Ein wahrlich abwechslungsreich, aufwühlendes und besonderes Werk liefert uns Janelle Monae hier ab. "The archandroid" ist so wie der Titel, irgendwie unbegreiflich, ein auf und ab, ein hin und her, ein nicht zu fassendes Werk, im wahrsten Sinne des Wortes. Die Erklärungen im CD-Booklet zu den einzelnen Songs bzw. zum Gesamtwerk geben den Einblick in ein wahrlich für mich undurchschaubares Werk, das mich zum immer wieder hören anregt.
Es wechseln sich Funk, Soul, Rap, Hip Hop, Folk, Rock, Independent, Motown, Chillout und Popsongs (!), von wundervoll bis interessant, mit chilligen Interludes "Suites", die einen wirklich förmlich in den Bann ziehen und an klassische Werke durch die vielen Streicherarrangements erinnern.
Da gibt es für mich viele wunderschöne Tracks wie den souligen Motown Song "Faster", das soulig, funkige, acid jazzig angehauchte "Locked inside" (warum das aprubte Ende an dieser tollen Stelle?!), das chillige "Sir greendown" oder die ruhigen Songs "57821" (wundervoller Folksong mit wundervollen Vocals) und "Say you'll go" (welch grandioses Klavier, welch chillige Stimmung), das poppig verspielte "Wondaland" und das grandiose, für mich nicht zu beschreibende Abschlussepos "BaBopByeYa" mit top Orchestrierung. Janelles Stimme ist in diesen Songs wahrlich eindringlich und besonders, einfach wundervoll.

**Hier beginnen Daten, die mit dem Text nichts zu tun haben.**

//! Identity handler

use crate::fizzy::{FizzyClient, FizzyResult};
use crate::types::{Identity, Remote};

/// The token holder and every account they can reach
pub async fn get_identity(client: &FizzyClient) -> FizzyResult<Remote<Identity>> {
    Ok(client.get("/my/identity").await?.data)
}
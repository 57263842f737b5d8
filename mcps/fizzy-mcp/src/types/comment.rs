//! Comment type definitions

use chrono::{DateTime, Utc};
use serde::{Deserialize, Serialize};

use super::common::User;

#[derive(Debug, Clone, Default, PartialEq, Serialize, Deserialize)]
#[serde(default)]
pub struct Comment {
    pub id: String,
    pub created_at: Option<DateTime<Utc>>,
    pub updated_at: Option<DateTime<Utc>>,
    pub body: CommentBody,
    pub creator: Option<User>,
    pub reactions_url: Option<String>,
    pub url: String,
}

/// Comment text in both renderings
#[derive(Debug, Clone, Default, PartialEq, Serialize, Deserialize)]
#[serde(default)]
pub struct CommentBody {
    pub plain_text: String,
    pub html: String,
}
//! Tracing setup for stdio servers
//!
//! stdout carries the MCP protocol, so every log line goes to stderr.

use tracing_subscriber::{layer::SubscriberExt, util::SubscriberInitExt, EnvFilter};

/// Output format for log lines
#[derive(Debug, Clone, Copy, PartialEq, Eq, Default)]
pub enum LogFormat {
    /// Human-readable, no ANSI colors
    #[default]
    Text,
    /// One JSON object per line
    Json,
}

impl LogFormat {
    /// Parse a `LOG_FORMAT` value; anything other than `json` is text
    pub fn parse(value: Option<&str>) -> Self {
        match value {
            Some(v) if v.eq_ignore_ascii_case("json") => LogFormat::Json,
            _ => LogFormat::Text,
        }
    }

    pub fn from_env() -> Self {
        Self::parse(std::env::var("LOG_FORMAT").ok().as_deref())
    }
}

/// Install the global subscriber
///
/// `RUST_LOG` is honored; `<crate_name>=info` is always added so the server's
/// own startup lines show up without configuration.
///
/// ```rust,ignore
/// mcp_common::init_tracing("fizzy_mcp")?;
/// ```
pub fn init_tracing(crate_name: &str) -> anyhow::Result<()> {
    let directive = format!("{}=info", crate_name);
    let filter = EnvFilter::from_default_env().add_directive(directive.parse()?);
    let registry = tracing_subscriber::registry().with(filter);

    match LogFormat::from_env() {
        LogFormat::Json => registry
            .with(
                tracing_subscriber::fmt::layer()
                    .json()
                    .with_writer(std::io::stderr),
            )
            .try_init()?,
        LogFormat::Text => registry
            .with(
                tracing_subscriber::fmt::layer()
                    .with_writer(std::io::stderr)
                    .with_ansi(false),
            )
            .try_init()?,
    }

    Ok(())
}
//! Transport-level tests for `FizzyClient` against a local mock backend

mod common;

use axum::http::{Method, StatusCode};
use common::{Canned, MockBackend, TOKEN};
use fizzy_mcp::types::{Board, Created, Identity};
use fizzy_mcp::FizzyError;
use serde_json::{json, Value};

#[tokio::test]
async fn test_get_sends_auth_and_json_headers() {
    let backend = MockBackend::start(Canned::json(
        StatusCode::OK,
        json!([{ "id": "b1", "name": "Roadmap", "all_access": true }]),
    ))
    .await;

    let response = backend.client().get::<Vec<Board>>("/boards").await.unwrap();
    assert_eq!(response.status, 200);
    assert_eq!(response.data.len(), 1);
    assert_eq!(response.data[0].name, "Roadmap");

    let request = backend.only_request();
    assert_eq!(request.method, Method::GET);
    assert_eq!(request.path, MockBackend::account_path("/boards"));
    assert_eq!(
        request.header("authorization"),
        Some(format!("Bearer {}", TOKEN).as_str())
    );
    assert_eq!(request.header("accept"), Some("application/json"));
    assert_eq!(request.header("content-type"), Some("application/json"));
}

#[tokio::test]
async fn test_identity_resolves_against_bare_base() {
    let backend = MockBackend::start(Canned::json(
        StatusCode::OK,
        json!({ "accounts": [{ "id": "a1", "name": "37signals", "slug": "/897362094" }] }),
    ))
    .await;

    let identity: Identity = backend.client().get("/my/identity").await.unwrap().data;
    assert_eq!(identity.accounts.len(), 1);
    assert_eq!(backend.only_request().path, "/my/identity");
}

#[tokio::test]
async fn test_trailing_slash_on_base_url() {
    let backend = MockBackend::start(Canned::json(StatusCode::OK, json!([]))).await;
    let config = fizzy_mcp::Config::new(format!("{}/", backend.base_url), "1", TOKEN);
    let client = fizzy_mcp::FizzyClient::new(config).unwrap();

    client.get::<Vec<Board>>("/tags").await.unwrap();
    assert_eq!(backend.only_request().path, "/1/tags");
}

#[tokio::test]
async fn test_post_created_with_location_skips_body() {
    let backend = MockBackend::start(
        Canned::text(StatusCode::CREATED, "this is not json")
            .with_header("location", "/897362094/boards/03f5v9zkft4hj9qq0lsn9ohcm"),
    )
    .await;

    let body = json!({ "board": { "name": "Roadmap" } });
    let response = backend
        .client()
        .post::<_, Created>("/boards", &body)
        .await
        .unwrap();

    assert_eq!(response.status, 201);
    assert_eq!(
        response.data,
        Some(Created {
            location: "/897362094/boards/03f5v9zkft4hj9qq0lsn9ohcm".to_string()
        })
    );

    let request = backend.only_request();
    assert_eq!(request.method, Method::POST);
    assert_eq!(request.json(), body);
}

#[tokio::test]
async fn test_post_no_content_with_location() {
    let backend = MockBackend::start(
        Canned::text(StatusCode::NO_CONTENT, "")
            .with_header("location", "/897362094/cards/12/comments/03f8hv"),
    )
    .await;

    let response = backend
        .client()
        .post::<_, Created>("/cards/12/comments", &json!({ "comment": { "body": "Hi" } }))
        .await
        .unwrap();

    assert_eq!(response.status, 204);
    assert_eq!(
        response.data,
        Some(Created {
            location: "/897362094/cards/12/comments/03f8hv".to_string()
        })
    );
}

#[tokio::test]
async fn test_post_created_without_location_is_none() {
    let backend = MockBackend::start(Canned::empty(StatusCode::CREATED)).await;
    let response = backend
        .client()
        .post::<_, Created>("/boards", &json!({ "board": { "name": "x" } }))
        .await
        .unwrap();
    assert_eq!(response.data, None);
}

#[tokio::test]
async fn test_post_no_content_is_none() {
    let backend = MockBackend::start(Canned::empty(StatusCode::NO_CONTENT)).await;
    let response = backend
        .client()
        .post_empty::<Value>("/cards/4/closure")
        .await
        .unwrap();
    assert_eq!(response.status, 204);
    assert!(response.data.is_none());

    let request = backend.only_request();
    assert_eq!(request.path, MockBackend::account_path("/cards/4/closure"));
    assert!(request.body.is_empty());
}

#[tokio::test]
async fn test_post_ok_decodes_body() {
    let backend =
        MockBackend::start(Canned::json(StatusCode::OK, json!({ "id": "s1", "completed": true })))
            .await;
    let response = backend
        .client()
        .post::<_, Value>("/cards/4/steps", &json!({}))
        .await
        .unwrap();
    assert_eq!(response.data, Some(json!({ "id": "s1", "completed": true })));
}

#[tokio::test]
async fn test_put_no_content_is_none() {
    let backend = MockBackend::start(Canned::empty(StatusCode::NO_CONTENT)).await;
    let response = backend
        .client()
        .put::<_, Value>("/boards/b1", &json!({ "board": { "name": "Renamed" } }))
        .await
        .unwrap();
    assert!(response.data.is_none());

    let request = backend.only_request();
    assert_eq!(request.method, Method::PUT);
    assert_eq!(request.json(), json!({ "board": { "name": "Renamed" } }));
}

#[tokio::test]
async fn test_put_ok_decodes_body() {
    let backend =
        MockBackend::start(Canned::json(StatusCode::OK, json!({ "id": "c1", "title": "New" })))
            .await;
    let response = backend
        .client()
        .put::<_, Value>("/cards/4", &json!({ "card": { "title": "New" } }))
        .await
        .unwrap();
    assert_eq!(response.data.unwrap()["title"], "New");
}

#[tokio::test]
async fn test_delete_returns_unit() {
    let backend = MockBackend::start(Canned::empty(StatusCode::NO_CONTENT)).await;
    let response = backend.client().delete("/boards/b1").await.unwrap();
    assert_eq!(response.status, 204);

    let request = backend.only_request();
    assert_eq!(request.method, Method::DELETE);
    assert_eq!(request.path, MockBackend::account_path("/boards/b1"));
}

fn assert_api_error(err: FizzyError, status: u16, body: &str) {
    match &err {
        FizzyError::Api { status: s, body: b } => {
            assert_eq!(*s, status);
            assert_eq!(b, body);
        }
        other => panic!("expected API error, got {:?}", other),
    }
    assert_eq!(
        err.to_string(),
        format!("Fizzy API error ({}): {}", status, body)
    );
}

#[tokio::test]
async fn test_non_success_status_on_every_method() {
    let backend = MockBackend::start(Canned::text(
        StatusCode::UNPROCESSABLE_ENTITY,
        "{\"name\":[\"can't be blank\"]}",
    ))
    .await;
    let client = backend.client();
    let expected = "{\"name\":[\"can't be blank\"]}";

    let err = client.get::<Value>("/boards/b1").await.unwrap_err();
    assert_api_error(err, 422, expected);

    let err = client
        .post::<_, Value>("/boards", &json!({}))
        .await
        .unwrap_err();
    assert_api_error(err, 422, expected);

    let err = client.post_empty::<Value>("/cards/1/closure").await.unwrap_err();
    assert_api_error(err, 422, expected);

    let err = client
        .put::<_, Value>("/boards/b1", &json!({}))
        .await
        .unwrap_err();
    assert_api_error(err, 422, expected);

    let err = client.delete("/boards/b1").await.unwrap_err();
    assert_api_error(err, 422, expected);

    assert_eq!(backend.requests().len(), 5);
}

#[tokio::test]
async fn test_not_found_keeps_raw_body() {
    let backend = MockBackend::start(Canned::text(StatusCode::NOT_FOUND, "Not Found")).await;
    let err = backend.client().get::<Value>("/cards/999").await.unwrap_err();
    assert_eq!(err.status(), Some(404));
    assert_api_error(err, 404, "Not Found");
}
//! In-process stand-in for the Fizzy API
//!
//! Binds an axum router on an ephemeral localhost port, records every request
//! it receives and answers each one with the same canned response.

#![allow(dead_code)]

use std::sync::{Arc, Mutex};

use axum::{
    body::Bytes,
    extract::State,
    http::{HeaderMap, HeaderValue, Method, StatusCode, Uri},
    response::{IntoResponse, Response},
    Router,
};
use fizzy_mcp::{Config, FizzyClient, FizzyMcpServer};
use rmcp::model::{CallToolResult, RawContent};

pub const ACCOUNT_ID: &str = "897362094";
pub const TOKEN: &str = "test-token";

/// A request as the backend saw it
#[derive(Debug, Clone)]
pub struct Recorded {
    pub method: Method,
    pub path: String,
    pub query: Option<String>,
    pub headers: HeaderMap,
    pub body: String,
}

impl Recorded {
    pub fn header(&self, name: &str) -> Option<&str> {
        self.headers.get(name).and_then(|v| v.to_str().ok())
    }

    pub fn json(&self) -> serde_json::Value {
        serde_json::from_str(&self.body).unwrap()
    }
}

/// The response every request gets
#[derive(Debug, Clone)]
pub struct Canned {
    pub status: StatusCode,
    pub headers: Vec<(&'static str, String)>,
    pub body: String,
}

impl Canned {
    pub fn json(status: StatusCode, body: serde_json::Value) -> Self {
        Self {
            status,
            headers: vec![("content-type", "application/json".to_string())],
            body: body.to_string(),
        }
    }

    pub fn text(status: StatusCode, body: &str) -> Self {
        Self {
            status,
            headers: Vec::new(),
            body: body.to_string(),
        }
    }

    pub fn empty(status: StatusCode) -> Self {
        Self::text(status, "")
    }

    pub fn with_header(mut self, name: &'static str, value: &str) -> Self {
        self.headers.push((name, value.to_string()));
        self
    }
}

struct Shared {
    canned: Canned,
    requests: Mutex<Vec<Recorded>>,
}

pub struct MockBackend {
    pub base_url: String,
    shared: Arc<Shared>,
}

impl MockBackend {
    pub async fn start(canned: Canned) -> Self {
        let shared = Arc::new(Shared {
            canned,
            requests: Mutex::new(Vec::new()),
        });

        let app = Router::new().fallback(record).with_state(shared.clone());
        let listener = tokio::net::TcpListener::bind("127.0.0.1:0").await.unwrap();
        let addr = listener.local_addr().unwrap();
        tokio::spawn(async move {
            axum::serve(listener, app).await.unwrap();
        });

        Self {
            base_url: format!("http://{}", addr),
            shared,
        }
    }

    pub fn requests(&self) -> Vec<Recorded> {
        self.shared.requests.lock().unwrap().clone()
    }

    pub fn only_request(&self) -> Recorded {
        let requests = self.requests();
        assert_eq!(requests.len(), 1, "expected exactly one request: {:?}", requests);
        requests.into_iter().next().unwrap()
    }

    pub fn config(&self) -> Config {
        Config::new(&self.base_url, ACCOUNT_ID, TOKEN)
    }

    pub fn client(&self) -> FizzyClient {
        FizzyClient::new(self.config()).unwrap()
    }

    pub fn server(&self) -> FizzyMcpServer {
        FizzyMcpServer::new(self.client())
    }

    /// `path` as seen by the backend for an account-scoped call
    pub fn account_path(path: &str) -> String {
        format!("/{}{}", ACCOUNT_ID, path)
    }
}

async fn record(
    State(shared): State<Arc<Shared>>,
    method: Method,
    uri: Uri,
    headers: HeaderMap,
    body: Bytes,
) -> Response {
    shared.requests.lock().unwrap().push(Recorded {
        method,
        path: uri.path().to_string(),
        query: uri.query().map(str::to_string),
        headers,
        body: String::from_utf8_lossy(&body).into_owned(),
    });

    let canned = &shared.canned;
    let mut response = (canned.status, canned.body.clone()).into_response();
    for (name, value) in &canned.headers {
        response
            .headers_mut()
            .insert(*name, HeaderValue::from_str(value).unwrap());
    }
    response
}

/// First text item of a tool result
pub fn text_of(result: &CallToolResult) -> String {
    match &result.content[0].raw {
        RawContent::Text(t) => t.text.clone(),
        _ => String::new(),
    }
}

Dann gibt es für mich die interessanten "Kehrseitensongs", die so total anders sind, an die ich mich einfach erstmal gewöhnen musste, aber trotzdem ziemlich cool rüberkommen, wie "Tightrope", ist normalerweise nicht so meins, aber hier ist dieser beschwingt soulige Sprechgesang extrem cool, die Bläser einfach super retro wirkend, "Come alive" ist Independent Rock, passt das überhaupt auf das Album? Irgendwie schon. Manche der Songs wie "Mushrooms and roses", erinnern mich vor allem wegen der Gitarrensoli an Prince.
Es wechseln sich Bläsersätze mit Gitarrensoli, elektronische Spielereien mit realen Instrumenten, Vocodereffekte mit tollem Gesang in allen Höhen und Tiefen, und Streicher gibt es auch sehr viele zu hören.
Janelle kann in allen Tonlagen singen, schreien, hauchen, sprechen, rappen und immer klingt es anders, wahrlich besonders.
So hinterlässt dieses Album sicherlich einen wahrlich abwechslungsreichen und aufwühlenden Gesamteindruck, den ich schließlich nur mit fünf Sternen bewerten kann, was anderes kommt mir gar nicht in den Sinn, so viel Kreativität muss belohnt werden, ein wahrliches Meisterwerk für Liebhaber abwechslungsreicher Musik.
Da ist keine richtige Kategorisierung möglich. Retro und Future Sounds in einem!